“Not Against Flesh and Blood”
Sermon for the Thirteenth Sunday After Pentecost (16B) - 2021
E. Courtney Jones
St. Andrew’s Amarillo
For a black Blues musician, Daryl Davis owns an inordinate amount of Klan robes. He doesn’t like, buy them off of Etsy or something - no - his robes were all gifts. Specifically, his collection of robes comes from the former Klansmen that he has befriended , who, after getting to know Daryl find themselves unable to continue in the Klan.

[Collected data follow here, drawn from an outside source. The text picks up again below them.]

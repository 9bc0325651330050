//! Prometheus metrics for ingestion-service.

use once_cell::sync::Lazy;
use prometheus::{register_counter_vec, register_histogram_vec, CounterVec, HistogramVec};

/// Database query duration by operation.
pub static DB_QUERY_DURATION: Lazy<HistogramVec> = Lazy::new(|| {
    register_histogram_vec!(
        "ingestion_db_query_duration_seconds",
        "Database query duration in seconds",
        &["operation"],
        vec![0.001, 0.005, 0.01, 0.025, 0.05, 0.1, 0.25, 0.5, 1.0, 2.5]
    )
    .expect("Failed to register DB_QUERY_DURATION")
});

/// Records seen by the insert path, split by kind and outcome (accepted/rejected).
pub static RECORDS_INGESTED: Lazy<CounterVec> = Lazy::new(|| {
    register_counter_vec!(
        "ingestion_records_total",
        "Total number of records submitted for ingestion",
        &["kind", "outcome"]
    )
    .expect("Failed to register RECORDS_INGESTED")
});

/// Counter for record mutations other than insert.
pub static RECORD_OPERATIONS: Lazy<CounterVec> = Lazy::new(|| {
    register_counter_vec!(
        "ingestion_record_operations_total",
        "Total number of update and delete operations",
        &["kind", "operation", "status"]
    )
    .expect("Failed to register RECORD_OPERATIONS")
});

/// Initialize all metrics (forces lazy initialization).
pub fn init_metrics() {
    Lazy::force(&DB_QUERY_DURATION);
    Lazy::force(&RECORDS_INGESTED);
    Lazy::force(&RECORD_OPERATIONS);
}

/// Get all metrics as Prometheus text format.
pub fn get_metrics() -> String {
    service_core::middleware::metrics::gather_metrics()
}

pub fn record_ingested(kind: &str, accepted: usize, rejected: usize) {
    RECORDS_INGESTED
        .with_label_values(&[kind, "accepted"])
        .inc_by(accepted as f64);
    RECORDS_INGESTED
        .with_label_values(&[kind, "rejected"])
        .inc_by(rejected as f64);
}

pub fn record_operation(kind: &str, operation: &str, status: &str) {
    RECORD_OPERATIONS
        .with_label_values(&[kind, operation, status])
        .inc();
}
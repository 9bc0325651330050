//! Orchestrates conversion, validation and storage for one receivable kind.

use std::sync::Arc;

use service_core::error::AppError;
use tracing::{info, instrument, warn};

use crate::models::{Receivable, ReceivableDto, RecordKind, RuleViolations};
use crate::services::metrics;
use crate::services::repository::ReceivableRepository;

/// Result of a batch insert: what was persisted and what was turned away.
#[derive(Debug, Default)]
pub struct InsertOutcome {
    pub accepted: Vec<Receivable>,
    pub rejected: Vec<RuleViolations>,
}

impl InsertOutcome {
    pub fn into_accepted_dtos(self) -> Vec<ReceivableDto> {
        self.accepted.into_iter().map(ReceivableDto::from).collect()
    }
}

pub struct RecordService {
    kind: RecordKind,
    repository: Arc<dyn ReceivableRepository>,
}

impl RecordService {
    pub fn new(kind: RecordKind, repository: Arc<dyn ReceivableRepository>) -> Self {
        Self { kind, repository }
    }

    pub fn kind(&self) -> RecordKind {
        self.kind
    }

    /// All records of this kind, or `None` when the table is empty.
    #[instrument(skip(self), fields(kind = self.kind.as_str()))]
    pub async fn get_all(&self) -> Result<Option<Vec<ReceivableDto>>, AppError> {
        let records = self.repository.get_all(self.kind).await?;
        if records.is_empty() {
            return Ok(None);
        }
        Ok(Some(records.into_iter().map(ReceivableDto::from).collect()))
    }

    #[instrument(skip(self), fields(kind = self.kind.as_str()))]
    pub async fn get_by_reference(&self, reference: &str) -> Result<Option<ReceivableDto>, AppError> {
        let record = self.repository.get_by_reference(self.kind, reference).await?;
        Ok(record.map(ReceivableDto::from))
    }

    /// Convert and validate every record, then bulk-insert the valid ones.
    ///
    /// Rule violations never fail the batch: they are logged and returned in
    /// `rejected`. Only a storage failure aborts the call.
    #[instrument(skip(self, dtos), fields(kind = self.kind.as_str(), submitted = dtos.len()))]
    pub async fn insert(&self, dtos: Vec<ReceivableDto>) -> Result<InsertOutcome, AppError> {
        let records = dtos
            .into_iter()
            .map(Receivable::try_from)
            .collect::<Result<Vec<_>, _>>()?;

        let mut outcome = InsertOutcome::default();
        for record in records {
            match record.validate(self.kind) {
                Ok(()) => outcome.accepted.push(record),
                Err(violations) => outcome.rejected.push(violations),
            }
        }

        if !outcome.accepted.is_empty() {
            self.repository
                .insert_bulk(self.kind, &outcome.accepted)
                .await?;
        }

        for violations in &outcome.rejected {
            warn!(reference = %violations.reference, "{}", violations);
        }

        metrics::record_ingested(
            self.kind.as_str(),
            outcome.accepted.len(),
            outcome.rejected.len(),
        );
        info!(
            accepted = outcome.accepted.len(),
            rejected = outcome.rejected.len(),
            "Batch ingested"
        );

        Ok(outcome)
    }

    /// Replace every field of an existing record. `None` when the reference is unknown.
    #[instrument(skip(self, dto), fields(kind = self.kind.as_str(), reference = %dto.reference))]
    pub async fn update(&self, dto: ReceivableDto) -> Result<Option<ReceivableDto>, AppError> {
        let record = Receivable::try_from(dto)?;

        if let Err(violations) = record.validate(self.kind) {
            warn!(reference = %violations.reference, "{}", violations);
            metrics::record_operation(self.kind.as_str(), "update", "rejected");
            return Err(AppError::bad_request(violations.to_string()));
        }

        let updated = self.repository.update(self.kind, &record).await?;
        metrics::record_operation(
            self.kind.as_str(),
            "update",
            if updated { "ok" } else { "not_found" },
        );

        Ok(updated.then(|| ReceivableDto::from(record)))
    }

    /// Returns whether a row was actually removed.
    #[instrument(skip(self), fields(kind = self.kind.as_str()))]
    pub async fn delete(&self, reference: &str) -> Result<bool, AppError> {
        let removed = self.repository.delete(self.kind, reference).await? > 0;
        metrics::record_operation(
            self.kind.as_str(),
            "delete",
            if removed { "ok" } else { "not_found" },
        );
        Ok(removed)
    }
}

It all started when he was 25. Daryl’s band had gotten a gig at a little bar in Maryland. Unbeknownst to the band, the bar was frequented by white supremacists. After the set, one of the men in the room told Daryl that he’d never heard a black man play like Jerry Lee Lewis - to which Daryl replied “Well, where do you think Jerry learned to play like that?” The two men sat down at the bar to have a drink together. The white man said to Daryl, “You know, this is the first time I’ve ever sat down with a black man.” And Daryl was kind of shocked, because this guy was probably in his 40s. He asked “Well, why is that?” The guy was hesitant, but ultimately admitted that he was a member of the Ku Klux Klan. Daryl thought that the guy was kidding, until the older man produced his official KKK member card. Daryl stayed calm, continued conversing with the guy, and when the evening wound down, the older man asked Daryl to call him anytime the band was going to be in town.
The guy ended up coming to a bunch of Daryl’s shows, and eventually the pair became friends. As a result of their friendship the older man quit the Klan and gave Daryl his robes as a gift.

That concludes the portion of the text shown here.